Washington was in shock. Many people tried to reach Hill: a president abusing his office to get at his rival, how could that happen? Did she know more?

  • For decades, the US and the UK have starved education, health care and other public services that gave disadvantaged people the chance of a better life

But Hill was virtually unreachable. Her mother lived in Bishop Auckland, a former mining town in the forgotten northeast of the UK.

In her recent book, There is Nothing for You Here; Finding Opportunity in the 21st Century, she writes: “You couldn’t easily telework from a place like Bishop Auckland. None of the infrastructure was there, unless you could afford to install it yourself. My mother certainly couldn’t, and her wifi – if you could even call it that – was barely functional.

“At her house, if I wanted to make a cell-phone call, I had to walk to the back of the garden and stand on top of the compost heap. I could never download all my email messages. As a result, I missed the drama back in the United States (including the release of the transcript of President Trump’s call with Ukrainian President Zelensky) that would lead me to testify before Congress.”

Some people in Washington are furious with Fiona Hill, the little known civil servant who became world-famous overnight with her cool testimony during the hearings for Trump’s impeachment in late 2019.

No one questions her competence. But her assertion that she was merely a neutral civil servant rings shallow.

She was a political appointee who worked in the White House for a year-and-a-half with Trump loyalists John Kelly and John Bolton without complaining, even though Trump completely ignored her – only to spill the beans when she was called to testify at the 11h hour.

Still, her book is interesting.

It describes how, as an underprivileged coal miner’s daughter, she made her way up all the way “from the coal house to the White House”. Her background provides the lens through which she looks at Trump, at president Vladimir Putin, and at the Brexiteers in her country of birth.

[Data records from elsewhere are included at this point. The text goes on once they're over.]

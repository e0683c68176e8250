// Scripted in-memory board shared by the integration tests.

#![allow(dead_code, clippy::unwrap_used)]

use std::collections::{HashMap, HashSet, VecDeque};
use std::sync::{Arc, Mutex};

use duetwatch_api::{
    DuetTransport, Error, ModelQuery, ModelResponse, StatusCode, StatusHandler, StatusHandlers,
};
use serde_json::{Value, json};

/// A board whose object model lives in a `serde_json::Value` the test can
/// mutate between ticks. Depth limits and array paging are emulated the
/// way the firmware applies them.
#[derive(Default)]
pub struct FakeBoard {
    state: Mutex<BoardState>,
    handlers: StatusHandlers,
}

type Mutation = Box<dyn FnOnce(&mut Value) + Send>;

#[derive(Default)]
struct BoardState {
    model: Value,
    page_sizes: HashMap<String, usize>,
    failing_keys: HashSet<String>,
    replies: VecDeque<String>,
    overload_commands: usize,
    expire_next_poll: bool,
    after_query: Option<(String, Mutation)>,
    queries: Vec<ModelQuery>,
    commands: Vec<String>,
    reply_reads: usize,
    connects: usize,
    closes: usize,
}

impl FakeBoard {
    pub fn new(model: Value) -> Arc<Self> {
        let board = Self::default();
        board.state.lock().unwrap().model = model;
        Arc::new(board)
    }

    /// A small but realistically shaped object model.
    pub fn sample_model() -> Value {
        json!({
            "boards": [{ "firmwareName": "RepRapFirmware", "firmwareVersion": "3.5.1" }],
            "job": {
                "file": { "fileName": null, "size": 0 },
                "layer": null,
                "lastFileName": "0:/gcodes/benchy.gcode"
            },
            "move": {
                "axes": [
                    { "letter": "X", "homed": false },
                    { "letter": "Y", "homed": false },
                    { "letter": "Z", "homed": false }
                ],
                "speedFactor": 1.0
            },
            "seqs": { "reply": 5, "job": 2, "move": 7, "volChanges": [0, 0] },
            "state": { "status": "idle", "upTime": 120 },
            "tools": [{ "number": 0, "name": "T0" }, { "number": 1, "name": "T1" }]
        })
    }

    pub fn update(&self, f: impl FnOnce(&mut Value)) {
        f(&mut self.state.lock().unwrap().model);
    }

    /// Set one sequence counter.
    pub fn bump(&self, key: &str, value: u64) {
        self.update(|model| model["seqs"][key] = json!(value));
    }

    /// Serve the array under `key` in pages of `size` elements.
    pub fn paginate(&self, key: &str, size: usize) {
        self.state
            .lock()
            .unwrap()
            .page_sizes
            .insert(key.to_owned(), size);
    }

    /// Answer every model request for `key` (or below it) with HTTP 500.
    pub fn fail_key(&self, key: &str) {
        self.state
            .lock()
            .unwrap()
            .failing_keys
            .insert(key.to_owned());
    }

    pub fn heal_key(&self, key: &str) {
        self.state.lock().unwrap().failing_keys.remove(key);
    }

    pub fn queue_replies<I, S>(&self, replies: I)
    where
        I: IntoIterator<Item = S>,
        S: Into<String>,
    {
        self.state
            .lock()
            .unwrap()
            .replies
            .extend(replies.into_iter().map(Into::into));
    }

    /// The next `count` commands are answered with HTTP 503.
    pub fn overload_commands(&self, count: usize) {
        self.state.lock().unwrap().overload_commands = count;
    }

    /// The next `seqs` poll is answered with HTTP 401.
    pub fn expire_session(&self) {
        self.state.lock().unwrap().expire_next_poll = true;
    }

    /// Mutate the model right after the next query for `key` is answered,
    /// as if the board changed while a walk was under way.
    pub fn after_query(&self, key: &str, f: impl FnOnce(&mut Value) + Send + 'static) {
        self.state.lock().unwrap().after_query = Some((key.to_owned(), Box::new(f)));
    }

    pub fn queries(&self) -> Vec<ModelQuery> {
        self.state.lock().unwrap().queries.clone()
    }

    pub fn queried_keys(&self) -> Vec<String> {
        self.queries().into_iter().map(|q| q.key).collect()
    }

    pub fn clear_log(&self) {
        let mut state = self.state.lock().unwrap();
        state.queries.clear();
        state.reply_reads = 0;
    }

    pub fn commands(&self) -> Vec<String> {
        self.state.lock().unwrap().commands.clone()
    }

    pub fn reply_reads(&self) -> usize {
        self.state.lock().unwrap().reply_reads
    }

    pub fn pending_replies(&self) -> usize {
        self.state.lock().unwrap().replies.len()
    }

    pub fn connects(&self) -> usize {
        self.state.lock().unwrap().connects
    }

    pub fn closes(&self) -> usize {
        self.state.lock().unwrap().closes
    }

    fn answer(&self, query: &ModelQuery) -> Result<ModelResponse, Error> {
        let mut state = self.state.lock().unwrap();
        let response = Self::respond(&mut state, query);
        if state
            .after_query
            .as_ref()
            .is_some_and(|(key, _)| *key == query.key)
        {
            if let Some((_, mutate)) = state.after_query.take() {
                mutate(&mut state.model);
            }
        }
        response
    }

    fn respond(state: &mut BoardState, query: &ModelQuery) -> Result<ModelResponse, Error> {
        state.queries.push(query.clone());

        if query.key == "seqs" && query.flags.frequently && state.expire_next_poll {
            state.expire_next_poll = false;
            return Err(Error::SessionExpired);
        }
        let failing = state
            .failing_keys
            .iter()
            .any(|k| query.key == *k || query.key.starts_with(&format!("{k}.")));
        if failing {
            return Err(Error::Status {
                status: 500,
                body: "internal".into(),
            });
        }

        let value = lookup(&state.model, &query.key).unwrap_or(Value::Null);
        let value = truncate(&value, query.depth);

        if let (Value::Array(items), Some(&size)) = (&value, state.page_sizes.get(&query.key)) {
            let offset = usize::try_from(query.array.unwrap_or(0)).unwrap();
            let end = (offset + size).min(items.len());
            let next = if end < items.len() {
                u64::try_from(end).unwrap()
            } else {
                0
            };
            return Ok(ModelResponse {
                key: Some(query.key.clone()),
                flags: Some(query.flags_param()),
                result: Value::Array(items[offset..end].to_vec()),
                next: Some(next),
            });
        }

        Ok(ModelResponse {
            key: Some(query.key.clone()),
            flags: Some(query.flags_param()),
            result: value,
            next: None,
        })
    }
}

fn lookup(model: &Value, key: &str) -> Option<Value> {
    if key.is_empty() {
        return Some(model.clone());
    }
    key.split('.')
        .try_fold(model, |node, part| node.get(part))
        .cloned()
}

/// Collapse everything nested deeper than `depth` to an empty container.
fn truncate(value: &Value, depth: u32) -> Value {
    match value {
        Value::Object(_) if depth == 0 => Value::Object(serde_json::Map::new()),
        Value::Array(_) if depth == 0 => Value::Array(Vec::new()),
        Value::Object(map) => Value::Object(
            map.iter()
                .map(|(k, v)| (k.clone(), truncate(v, depth - 1)))
                .collect(),
        ),
        Value::Array(items) => Value::Array(items.iter().map(|v| truncate(v, depth - 1)).collect()),
        other => other.clone(),
    }
}

impl DuetTransport for FakeBoard {
    async fn connect(&self) -> Result<(), Error> {
        self.state.lock().unwrap().connects += 1;
        Ok(())
    }

    async fn close(&self) -> Result<(), Error> {
        self.state.lock().unwrap().closes += 1;
        Ok(())
    }

    async fn fetch_model(&self, query: &ModelQuery) -> Result<ModelResponse, Error> {
        self.answer(query)
    }

    async fn send_command(&self, command: &str, _no_reply: bool) -> Result<(), Error> {
        let overloaded = {
            let mut state = self.state.lock().unwrap();
            state.commands.push(command.to_owned());
            if state.overload_commands > 0 {
                state.overload_commands -= 1;
                true
            } else {
                false
            }
        };
        if overloaded {
            if let Some(Err(e)) = self.handlers.dispatch(StatusCode::SERVICE_UNAVAILABLE).await {
                panic!("overload handler failed: {e}");
            }
            return Err(Error::ServiceUnavailable);
        }
        Ok(())
    }

    async fn fetch_reply(&self, _no_cache: bool) -> Result<String, Error> {
        let mut state = self.state.lock().unwrap();
        state.reply_reads += 1;
        Ok(state.replies.pop_front().unwrap_or_default())
    }

    fn register_status_handler(&self, status: StatusCode, handler: StatusHandler) {
        self.handlers.register(status, handler);
    }
}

She does not care much for them, but she instinctively understands people who voted for Trump or for the UK to leave the European Union. Her own father, an unskilled miner, lost his job, his dignity and his entire social support system in the 1970s, when many pits closed in the UK.

In Russia, many of those who suffered most from the transition in the 1990s continue to support the Putin system. The same can be said of steel workers in Ohio who voted for Trump in 2016.